Staffel Fokus Stärken Schwächen
1 Anpassung Einführung der Charaktere Langsames Tempo
2 Behagen Die Komödie verbessert sich Einige Füllepisoden )
3 Wachstum ) Starke Handlungsstränge ) Nebenstränge )
4 Stillstand ) Stadtbau ) Unnötige Nebenhandlungen )
5 Krise ) Bester Dreh ) Einige Tonfalländerungen )
6 Auflösung ) Starkes Finale ) Bittersüßer Abschluss )

Die Grafik zeigt das Muster deutlich. Die ersten drei Staffeln bauen die Welt auf, und die letzten drei lösen sie auf. Die mittleren Staffeln sind der Punkt, an dem die Serie strauchelt, und genau dort landen die kritischen Einwände. Aber die Stärken der Serie sind real und überwiegen die Schwächen.

Die finale Staffel )

Die sechste Staffel ist das beste Werk der Serie. Sie bringt alte Charaktere zurück, erhöht den Einsatz und liefert ein Finale, das verdient wirkt. Die Serie endet mit einer Note der Hoffnung, aber es ist eine bittersüße Hoffnung. Die Roses haben sich verändert, und die Stadt hat sie verändert. Sie sind bereit zu gehen, aber sie sind auch bereit, es zu vermissen. Diese Spannung ist es, die das Ende funktionieren lässt.

Das finale Episoden der Serie ist ein Meisterwerk des Fernsehgeschichtenerzählens. Sie löst die wichtigsten Handlungsstränge, knüpft lose Fäden zusammen und lässt die Tür für eine Zukunft offen. Es ist ein glückliches Ende, aber es ist nicht ein perfektes. Die Roses haben gelernt, Schitt’s Creek zu lieben, und jetzt müssen sie es loslassen.

Die Kritikerresonanz )

Kritiker waren über Schitt’s Creek gespalten. Einige sahen es als eine sanfte, gut geschriebene Serie, die mehr Aufmerksamkeit verdient hätte. Andere fanden sie zu langsam und zu weich. Die IMDb-Bewertung der Serie liegt bei 6,4 von 10, was diese Spaltung widerspiegelt. Es ist eine solide Serie, aber kein großer Hit.

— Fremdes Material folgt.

//! The routine side of the engine protocol.
//!
//! A routine is an `async` body polled one step at a time by the engine's
//! single-threaded loop. Suspension is explicit: the routine builds an
//! [`Effect`] and awaits [`Ctx::perform`], which publishes the effect into
//! the strand's [`EffectCell`] and pends. The engine pops the cell, routes
//! the effect, and later resumes the strand by storing a value back into the
//! cell and re-polling. Awaiting any other future pends without publishing,
//! which the engine reports as a fault — there is no external executor here
//! to make progress on it.

use std::any::Any;
use std::cell::RefCell;
use std::future::Future;
use std::marker::PhantomData;
use std::pin::Pin;
use std::rc::Rc;
use std::task::{Context, Poll};

use crate::effect::Effect;
use crate::error::RoutineError;
use crate::strand::Strand;
use crate::value::Value;

/// What a routine produces when it finishes.
pub type RoutineResult = Result<Value, RoutineError>;

/// A routine body, boxed and pinned for the engine.
pub type RoutineFuture = Pin<Box<dyn Future<Output = RoutineResult>>>;

/// Factory the engine invokes to start a routine on a fresh strand.
pub type RoutineFn = Box<dyn FnOnce(Ctx) -> RoutineFuture>;

/// Mailbox between one strand's routine and the engine: the outgoing effect
/// published at a suspension, and the incoming value set before a resume.
#[derive(Default)]
pub struct EffectCell {
    outgoing: RefCell<Option<Effect>>,
    incoming: RefCell<Option<Value>>,
}

impl EffectCell {
    pub fn publish(&self, effect: Effect) {
        self.outgoing.replace(Some(effect));
    }

    pub fn take_effect(&self) -> Option<Effect> {
        self.outgoing.borrow_mut().take()
    }

    pub fn set_resume(&self, value: Value) {
        self.incoming.replace(Some(value));
    }

    pub fn take_resume(&self) -> Option<Value> {
        self.incoming.borrow_mut().take()
    }
}

/// A routine's handle to its own strand's effect cell.
///
/// Each strand gets its own `Ctx`; routines must suspend through the `Ctx`
/// they were given, not one captured from another routine.
#[derive(Clone)]
pub struct Ctx {
    cell: Rc<EffectCell>,
}

impl Ctx {
    pub fn new(cell: Rc<EffectCell>) -> Self {
        Self { cell }
    }

    /// Suspend on `effect`; resolves to the value the engine resumes with.
    pub fn perform(&self, effect: Effect) -> Perform {
        Perform {
            cell: Rc::clone(&self.cell),
            pending: Some(effect),
        }
    }

    #[track_caller]
    pub fn broadcast(&self, key: impl Into<String>, value: Value) -> Perform {
        self.perform(Effect::broadcast(key, value))
    }

    #[track_caller]
    pub fn broadcast_immediate(&self, key: impl Into<String>, value: Value) -> Perform {
        self.perform(Effect::broadcast_immediate(key, value))
    }

    #[track_caller]
    pub fn receive(&self, key: impl Into<String>) -> Perform {
        self.perform(Effect::receive(key))
    }

    #[track_caller]
    pub fn receive_match(
        &self,
        key: impl Into<String>,
        predicate: impl Fn(&Value) -> bool + 'static,
    ) -> Perform {
        self.perform(Effect::receive_match(key, predicate))
    }

    #[track_caller]
    pub fn call<F, Fut>(&self, name: impl Into<String>, body: F) -> Perform
    where
        F: FnOnce(Ctx) -> Fut + 'static,
        Fut: Future<Output = RoutineResult> + 'static,
    {
        self.perform(Effect::call(name, body))
    }

    #[track_caller]
    pub fn fork<F, Fut>(&self, name: impl Into<String>, body: F) -> Typed<Strand>
    where
        F: FnOnce(Ctx) -> Fut + 'static,
        Fut: Future<Output = RoutineResult> + 'static,
    {
        Typed::new(self.perform(Effect::fork(name, body)))
    }

    #[track_caller]
    pub fn fork_eager<F, Fut>(&self, name: impl Into<String>, body: F) -> Typed<Strand>
    where
        F: FnOnce(Ctx) -> Fut + 'static,
        Fut: Future<Output = RoutineResult> + 'static,
    {
        Typed::new(self.perform(Effect::fork_eager(name, body)))
    }

    #[track_caller]
    pub fn call_blocking<F, R>(&self, name: impl Into<String>, task: F) -> Perform
    where
        F: FnOnce() -> R + Send + 'static,
        R: Any + Send,
    {
        self.perform(Effect::call_blocking(name, task))
    }

    #[track_caller]
    pub fn first(
        &self,
        entrants: Vec<Strand>,
        cancel_losers: bool,
        ensure_cancel: bool,
    ) -> Typed<(usize, Value)> {
        Typed::new(self.perform(Effect::first(entrants, cancel_losers, ensure_cancel)))
    }

    /// First-to-finish with losers cancelled and the winner checked unique.
    #[track_caller]
    pub fn race(&self, entrants: Vec<Strand>) -> Typed<(usize, Value)> {
        self.first(entrants, true, true)
    }

    #[track_caller]
    pub fn cancel(&self, target: &Strand) -> Perform {
        self.perform(Effect::cancel(target.clone()))
    }

    #[track_caller]
    pub fn debug_tree(&self) -> Typed<String> {
        Typed::new(self.perform(Effect::debug_tree()))
    }

    #[track_caller]
    pub fn intercept_any(&self) -> Perform {
        self.perform(Effect::intercept_any())
    }

    #[track_caller]
    pub fn intercept_matching(&self, predicate: impl Fn(&Effect) -> bool + 'static) -> Perform {
        self.perform(Effect::intercept_matching(predicate))
    }
}

/// Future for one suspension: publishes its effect on the first poll, then
/// waits for the engine to store a resume value.
pub struct Perform {
    cell: Rc<EffectCell>,
    pending: Option<Effect>,
}

impl Future for Perform {
    type Output = Value;

    fn poll(self: Pin<&mut Self>, _cx: &mut Context<'_>) -> Poll<Value> {
        let this = self.get_mut();
        if let Some(effect) = this.pending.take() {
            this.cell.publish(effect);
            return Poll::Pending;
        }
        match this.cell.take_resume() {
            Some(value) => Poll::Ready(value),
            None => Poll::Pending,
        }
    }
}

/// [`Perform`] with the resume value downcast to `T`.
///
/// The engine always resumes these effects with the right type; the fallible
/// signature exists because a test interceptor may inject anything.
pub struct Typed<T> {
    inner: Perform,
    _marker: PhantomData<fn() -> T>,
}

impl<T> Typed<T> {
    fn new(inner: Perform) -> Self {
        Self {
            inner,
            _marker: PhantomData,
        }
    }
}

impl<T: Any + Clone> Future for Typed<T> {
    type Output = Result<T, RoutineError>;

    fn poll(self: Pin<&mut Self>, cx: &mut Context<'_>) -> Poll<Self::Output> {
        let this = self.get_mut();
        match Pin::new(&mut this.inner).poll(cx) {
            Poll::Pending => Poll::Pending,
            Poll::Ready(value) => {
                let got = value.type_name();
                Poll::Ready(value.downcast::<T>().ok_or_else(|| {
                    RoutineError::new(format!(
                        "effect resumed with {got} where {} was expected",
                        std::any::type_name::<T>()
                    ))
                }))
            }
        }
    }
}
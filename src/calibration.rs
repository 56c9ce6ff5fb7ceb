//! Linear calibration of raw sensor units into physical units.

use thiserror::Error;

/// Lower bound of the gas sensor ADC reading.
pub const GAS_RAW_MIN: f64 = 0.0;
/// Upper bound of the gas sensor ADC reading (12-bit).
pub const GAS_RAW_MAX: f64 = 4095.0;
/// Calibrated gas level at `GAS_RAW_MIN`.
pub const GAS_PPM_MIN: f64 = 0.0;
/// Calibrated gas level at `GAS_RAW_MAX`.
pub const GAS_PPM_MAX: f64 = 1000.0;

#[derive(Debug, Error, PartialEq)]
pub enum CalibrationError {
    #[error("input range [{0}, {0}] has zero width")]
    ZeroWidth(f64),

    #[error("range bound {0} is not finite")]
    NonFinite(f64),
}

/// Affine map of `raw` from `[in_min, in_max]` onto `[out_min, out_max]`.
///
/// Values outside the input range extrapolate along the same line. The caller
/// guarantees `in_min != in_max`; see [`CalibrationRange`] for a checked form.
pub fn calibrate(raw: f64, in_min: f64, in_max: f64, out_min: f64, out_max: f64) -> f64 {
    // ---
    (raw - in_min) * (out_max - out_min) / (in_max - in_min) + out_min
}

/// A validated calibration range, built once at start-up.
#[derive(Debug, Clone, Copy, PartialEq)]
pub struct CalibrationRange {
    in_min: f64,
    in_max: f64,
    out_min: f64,
    out_max: f64,
}

impl CalibrationRange {
    // ---
    pub fn new(in_min: f64, in_max: f64, out_min: f64, out_max: f64) -> Result<Self, CalibrationError> {
        // ---
        for bound in [in_min, in_max, out_min, out_max] {
            if !bound.is_finite() {
                return Err(CalibrationError::NonFinite(bound));
            }
        }
        if in_min == in_max {
            return Err(CalibrationError::ZeroWidth(in_min));
        }

        Ok(Self {
            in_min,
            in_max,
            out_min,
            out_max,
        })
    }

    /// The raw gas ADC range mapped onto the calibrated gas scale.
    pub fn gas() -> Self {
        Self {
            in_min: GAS_RAW_MIN,
            in_max: GAS_RAW_MAX,
            out_min: GAS_PPM_MIN,
            out_max: GAS_PPM_MAX,
        }
    }

    pub fn apply(&self, raw: f64) -> f64 {
        calibrate(raw, self.in_min, self.in_max, self.out_min, self.out_max)
    }
}

impl Default for CalibrationRange {
    fn default() -> Self {
        Self::gas()
    }
}
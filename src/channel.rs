//! Message channel.
//!
//! The ingestion loop pulls [`ChannelEvent`]s from a [`MessageSource`]. The
//! MQTT implementation owns connection supervision: it reports losing the
//! broker as `Disconnected`, keeps retrying on its own schedule, and reports
//! `Connected` once subscribed again.

use std::fmt::{self, Debug, Formatter};
use std::future::Future;
use std::time::Duration;

use paho_mqtt::{AsyncClient as MqttClient, AsyncReceiver, ConnectOptionsBuilder, CreateOptionsBuilder, Message as MqttMessage};

/// Default number of messages buffered ahead of the ingestion loop.
pub const DEFAULT_STREAM_BUFFER: usize = 1024;

/// A single delivered message.
#[derive(Debug, Clone, PartialEq)]
pub struct InboundMessage {
    pub topic: String,
    pub payload: Vec<u8>,
}

#[derive(Debug, Clone, PartialEq)]
pub enum ChannelEvent {
    /// Subscribed and ready to deliver.
    Connected,
    /// The connection is down; the source is retrying.
    Disconnected,
    Message(InboundMessage),
}

/// Pull-based channel consumer.
pub trait MessageSource: Send {
    /// Wait for the next event. `None` means the channel is closed for good.
    fn next_event(&mut self) -> impl Future<Output = Option<ChannelEvent>> + Send;
}

/// Subscriber to the telemetry topic on an MQTT broker.
pub struct MqttSource {
    client: MqttClient,
    stream: AsyncReceiver<Option<MqttMessage>>,
    topic: String,
    reconnect_delay: Duration,
    connected: bool,
}

impl MqttSource {
    // ---
    pub fn new(server_uri: &str, client_id: &str, topic: &str, reconnect_delay: Duration) -> Result<MqttSource, Error> {
        Self::with_buffer(server_uri, client_id, topic, reconnect_delay, DEFAULT_STREAM_BUFFER)
    }

    /// Like [`MqttSource::new`] with an explicit inbound buffer size.
    ///
    /// The client drops messages that arrive while the buffer is full, for
    /// example while the loop waits out a run of stalled database writes.
    /// Size the buffer for the longest stall the deployment should absorb.
    pub fn with_buffer(
        server_uri: &str,
        client_id: &str,
        topic: &str,
        reconnect_delay: Duration,
        buffer: usize,
    ) -> Result<MqttSource, Error> {
        // ---
        let mut client = MqttClient::new(
            CreateOptionsBuilder::new()
                .server_uri(server_uri)
                .client_id(client_id)
                .finalize(),
        )?;

        // The stream must exist before the first connect.
        let stream = client.get_stream(buffer.max(1));

        Ok(MqttSource {
            client,
            stream,
            topic: topic.to_string(),
            reconnect_delay,
            connected: false,
        })
    }

    /// Connect to the broker (if needed) and subscribe to the topic.
    #[tracing::instrument(skip(self), fields(topic = %self.topic), err)]
    async fn establish(&self) -> Result<(), Error> {
        // ---
        if !self.client.is_connected() {
            tracing::info!("connect to the MQTT broker");
            let conn_opts = ConnectOptionsBuilder::new()
                .keep_alive_interval(Duration::from_secs(60))
                .clean_session(true)
                .finalize();
            let response = self.client.connect(conn_opts).await?;
            tracing::info!(info = ?response, "connected to the MQTT broker");
        }

        self.client.subscribe(&self.topic, 1).await?;
        tracing::info!("listening for telemetry");
        Ok(())
    }

    /// Disconnect from the broker, ignoring a connection that is already gone.
    pub async fn disconnect(&self) {
        // ---
        if self.client.is_connected() {
            if let Err(e) = self.client.disconnect(None).await {
                tracing::warn!(error = %e, "failed to disconnect from the MQTT broker");
            }
        }
    }
}

impl MessageSource for MqttSource {
    // ---
    async fn next_event(&mut self) -> Option<ChannelEvent> {
        // ---
        if !self.connected {
            return match self.establish().await {
                Ok(()) => {
                    self.connected = true;
                    Some(ChannelEvent::Connected)
                }
                Err(e) => {
                    tracing::error!(
                        error = %e,
                        retry_in = ?self.reconnect_delay,
                        "could not reach the MQTT broker"
                    );
                    tokio::time::sleep(self.reconnect_delay).await;
                    Some(ChannelEvent::Disconnected)
                }
            };
        }

        match self.stream.recv().await {
            Ok(Some(msg)) => Some(ChannelEvent::Message(InboundMessage {
                topic: msg.topic().to_string(),
                payload: msg.payload().to_vec(),
            })),
            Ok(None) => {
                tracing::warn!("lost connection to the MQTT broker");
                self.connected = false;
                Some(ChannelEvent::Disconnected)
            }
            Err(_) => None,
        }
    }
}

impl Debug for MqttSource {
    fn fmt(&self, f: &mut Formatter<'_>) -> fmt::Result {
        f.debug_struct("MqttSource")
            .field("topic", &self.topic)
            .field("connected", &self.connected)
            .finish()
    }
}

#[derive(thiserror::Error, Debug)]
pub enum Error {
    #[error("MQTT client: {0}")]
    Mqtt(#[from] paho_mqtt::Error),
}
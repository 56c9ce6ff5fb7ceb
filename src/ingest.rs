//! Ingestion loop: decode, calibrate, classify, report, persist.
//!
//! Messages are processed strictly one at a time and independently of each
//! other. Each stage that can fail has its own isolation boundary:
//!
//! - a payload that cannot be decoded is logged and dropped;
//! - a failed or stalled write is logged after the report is already out.
//!
//! Neither ever stops the loop.

use std::sync::atomic::{AtomicU64, AtomicU8, Ordering};
use std::sync::Arc;
use std::time::Duration;

use chrono::Utc;
use serde::Serialize;
use thiserror::Error;
use tracing::Instrument;

use crate::calibration::CalibrationRange;
use crate::channel::{ChannelEvent, InboundMessage, MessageSource};
use crate::classifier::Classifier;
use crate::models::{RiskStatus, SensorLogRecord, TelemetryMessage};
use crate::report::OperatorReport;
use crate::risk::RiskPolicy;
use crate::sink::{RecordSink, SinkError};

/// Default bound on a single sink write.
pub const DEFAULT_WRITE_TIMEOUT: Duration = Duration::from_secs(5);

/// Bytes of a rejected payload echoed into the log.
const PAYLOAD_LOG_LIMIT: usize = 256;

// ---

/// Per-message failure that drops the message before classification.
#[derive(Debug, Error)]
pub enum IngestError {
    #[error("decode payload: {0}")]
    Decode(#[from] serde_json::Error),
}

/// Connection and processing state of the loop.
#[derive(Debug, Clone, Copy, PartialEq, Eq, Serialize)]
#[serde(rename_all = "snake_case")]
#[repr(u8)]
pub enum IngestState {
    Disconnected = 0,
    Idle = 1,
    Processing = 2,
    Reconnecting = 3,
}

impl IngestState {
    fn from_u8(value: u8) -> Self {
        match value {
            1 => IngestState::Idle,
            2 => IngestState::Processing,
            3 => IngestState::Reconnecting,
            _ => IngestState::Disconnected,
        }
    }
}

/// Shared counters, read by the health endpoint.
#[derive(Debug)]
pub struct IngestStats {
    state: AtomicU8,
    messages_received: AtomicU64,
    processed: AtomicU64,
    decode_failures: AtomicU64,
    persisted: AtomicU64,
    persist_failures: AtomicU64,
}

/// Point-in-time copy of [`IngestStats`].
#[derive(Debug, Clone, PartialEq, Serialize)]
pub struct StatsSnapshot {
    pub ingest_state: IngestState,
    pub messages_received: u64,
    pub processed: u64,
    pub decode_failures: u64,
    pub persisted: u64,
    pub persist_failures: u64,
}

impl Default for IngestStats {
    fn default() -> Self {
        Self {
            state: AtomicU8::new(IngestState::Disconnected as u8),
            messages_received: AtomicU64::new(0),
            processed: AtomicU64::new(0),
            decode_failures: AtomicU64::new(0),
            persisted: AtomicU64::new(0),
            persist_failures: AtomicU64::new(0),
        }
    }
}

impl IngestStats {
    // ---
    pub fn state(&self) -> IngestState {
        IngestState::from_u8(self.state.load(Ordering::Relaxed))
    }

    fn set_state(&self, state: IngestState) {
        self.state.store(state as u8, Ordering::Relaxed);
    }

    fn bump(counter: &AtomicU64) {
        counter.fetch_add(1, Ordering::Relaxed);
    }

    pub fn snapshot(&self) -> StatsSnapshot {
        // ---
        StatsSnapshot {
            ingest_state: self.state(),
            messages_received: self.messages_received.load(Ordering::Relaxed),
            processed: self.processed.load(Ordering::Relaxed),
            decode_failures: self.decode_failures.load(Ordering::Relaxed),
            persisted: self.persisted.load(Ordering::Relaxed),
            persist_failures: self.persist_failures.load(Ordering::Relaxed),
        }
    }
}

/// Result of running one message through the pipeline.
#[derive(Debug)]
pub struct Processed {
    pub record: SensorLogRecord,
    pub status: RiskStatus,
    /// Outcome of the sink write; the rest of the pipeline already ran.
    pub persistence: Result<(), SinkError>,
}

/// The orchestrator. Holds no per-message state between calls.
pub struct Ingestor<C, S> {
    gas_range: CalibrationRange,
    classifier: Arc<C>,
    policy: RiskPolicy,
    sink: S,
    write_timeout: Duration,
    stats: Arc<IngestStats>,
}

impl<C, S> Ingestor<C, S>
where
    C: Classifier,
    S: RecordSink,
{
    // ---
    pub fn new(gas_range: CalibrationRange, classifier: Arc<C>, policy: RiskPolicy, sink: S) -> Self {
        // ---
        Self {
            gas_range,
            classifier,
            policy,
            sink,
            write_timeout: DEFAULT_WRITE_TIMEOUT,
            stats: Arc::new(IngestStats::default()),
        }
    }

    /// Bound each sink write to `timeout`.
    pub fn with_write_timeout(mut self, timeout: Duration) -> Self {
        self.write_timeout = timeout;
        self
    }

    pub fn stats(&self) -> Arc<IngestStats> {
        Arc::clone(&self.stats)
    }

    /// Consume events until the source closes.
    pub async fn run<M: MessageSource>(&self, source: &mut M) {
        // ---
        self.stats.set_state(IngestState::Disconnected);
        tracing::info!("ingestion loop started");

        while let Some(event) = source.next_event().await {
            match event {
                ChannelEvent::Connected => {
                    tracing::info!("channel connected, waiting for telemetry");
                    self.stats.set_state(IngestState::Idle);
                }
                ChannelEvent::Disconnected => {
                    if self.stats.state() != IngestState::Reconnecting {
                        tracing::warn!("channel disconnected, waiting for reconnect");
                    }
                    self.stats.set_state(IngestState::Reconnecting);
                }
                ChannelEvent::Message(message) => {
                    self.stats.set_state(IngestState::Processing);
                    self.handle_message(&message).await;
                    self.stats.set_state(IngestState::Idle);
                }
            }
        }

        self.stats.set_state(IngestState::Disconnected);
        tracing::info!("channel closed, ingestion loop stopped");
    }

    /// Handle one delivered message inside its own span. Failures are logged
    /// and counted, never returned.
    pub async fn handle_message(&self, message: &InboundMessage) -> Option<Processed> {
        // ---
        let span = tracing::info_span!(
            "message",
            message_id = %uuid::Uuid::new_v4(),
            topic = %message.topic
        );

        self.handle_payload(&message.payload).instrument(span).await.ok()
    }

    /// Run a raw payload through every pipeline stage.
    ///
    /// Returns `Err` only when the payload cannot be decoded. A persistence
    /// failure is reported inside [`Processed::persistence`].
    pub async fn handle_payload(&self, payload: &[u8]) -> Result<Processed, IngestError> {
        // ---
        IngestStats::bump(&self.stats.messages_received);

        // Steps 1-2: decode and default
        let message = match TelemetryMessage::decode(payload, Utc::now()) {
            Ok(message) => message,
            Err(e) => {
                IngestStats::bump(&self.stats.decode_failures);
                tracing::error!(
                    category = "decode",
                    error = %e,
                    payload = %payload_preview(payload),
                    "discarding message"
                );
                return Err(e.into());
            }
        };

        // Steps 3-5: calibrate, classify, derive status
        let reading = message.calibrate(&self.gas_range);
        let features = reading.features();
        let outcome = self.classifier.classify(&features);
        let status = self.policy.classify(&outcome);
        tracing::debug!(?features, ?outcome, %status, "classified");

        // Step 6: operator report
        OperatorReport {
            message: &message,
            reading: &reading,
            outcome: &outcome,
            status,
        }
        .emit();

        // Step 7: persist
        let record = SensorLogRecord::new(&reading, &outcome, status);
        let persistence = self.persist(&record).await;
        IngestStats::bump(&self.stats.processed);

        Ok(Processed {
            record,
            status,
            persistence,
        })
    }

    async fn persist(&self, record: &SensorLogRecord) -> Result<(), SinkError> {
        // ---
        let result = match tokio::time::timeout(self.write_timeout, self.sink.append(record)).await {
            Ok(result) => result,
            Err(_) => Err(SinkError::Timeout(self.write_timeout)),
        };

        match &result {
            Ok(()) => IngestStats::bump(&self.stats.persisted),
            Err(e) => {
                IngestStats::bump(&self.stats.persist_failures);
                tracing::error!(
                    category = "persistence",
                    error = %e,
                    node_id = %record.node_id,
                    "failed to save record"
                );
            }
        }
        result
    }
}

/// Lossy UTF-8 prefix of `payload`, marked with the full length when cut.
fn payload_preview(payload: &[u8]) -> String {
    // ---
    if payload.len() <= PAYLOAD_LOG_LIMIT {
        return String::from_utf8_lossy(payload).into_owned();
    }
    format!(
        "{}... ({} bytes)",
        String::from_utf8_lossy(&payload[..PAYLOAD_LOG_LIMIT]),
        payload.len()
    )
}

Dieser Wert ist fair. Die Serie ist gut, aber nicht großartig. Es ist eine Serie, die Geduld belohnt, und eine Serie, die Hast bestraft. Es ist eine Serie, die am besten funktioniert, wenn man sie in einem gleichmäßigen Tempo schaut, und eine Serie, die etwas von ihrem Zauber verliert, wenn man sie hetzt. Es ist eine Serie, die ihr Publikum verdient, aber nicht danach verlangt.

Das Vermächtnis der Stadt )

Schitt’s Creek ist zu einem kulturellen Touchstone geworden. Es ist eine Serie, an die sich die Leute gerne erinnern, selbst wenn sie sie nicht regelmäßig gesehen haben.

Der Erfolg der Serie ist ein Tribut an die Kraft der von Charakteren getriebenen Komödie. Es ist eine Serie über Menschen, nicht über Witze. Es ist eine Serie über Familie, nicht über Handlungen. Es ist eine Serie über Akzeptanz, nicht über Flucht. Diese Themen sind zeitlos, und deshalb dauert die Serie an.

Die Serie ist sehenswert, aber nicht unbedingt zur Sucht geeignet. Es ist eine Serie, die eine bedachte Geschwindigkeit belohnt, und es ist eine Serie, die etwas von ihrem Reiz verliert, wenn man sie hetzt. Es ist eine Serie, die ihr Publikum verdient, aber nicht danach verlangt. Es ist eine Serie, die besser ist als ihr Ruf, und es ist eine Serie, die man in den kommenden Jahren gerne in Erinnerung behalten wird. Die Serie ist sehenswert, aber nicht eine Serie, die sofortige Aufmerksamkeit erfordert. Es ist eine Serie, die besser ist als ihr Ruf, und es ist eine Serie, die man in den kommenden Jahren gerne in Erinnerung behalten wird.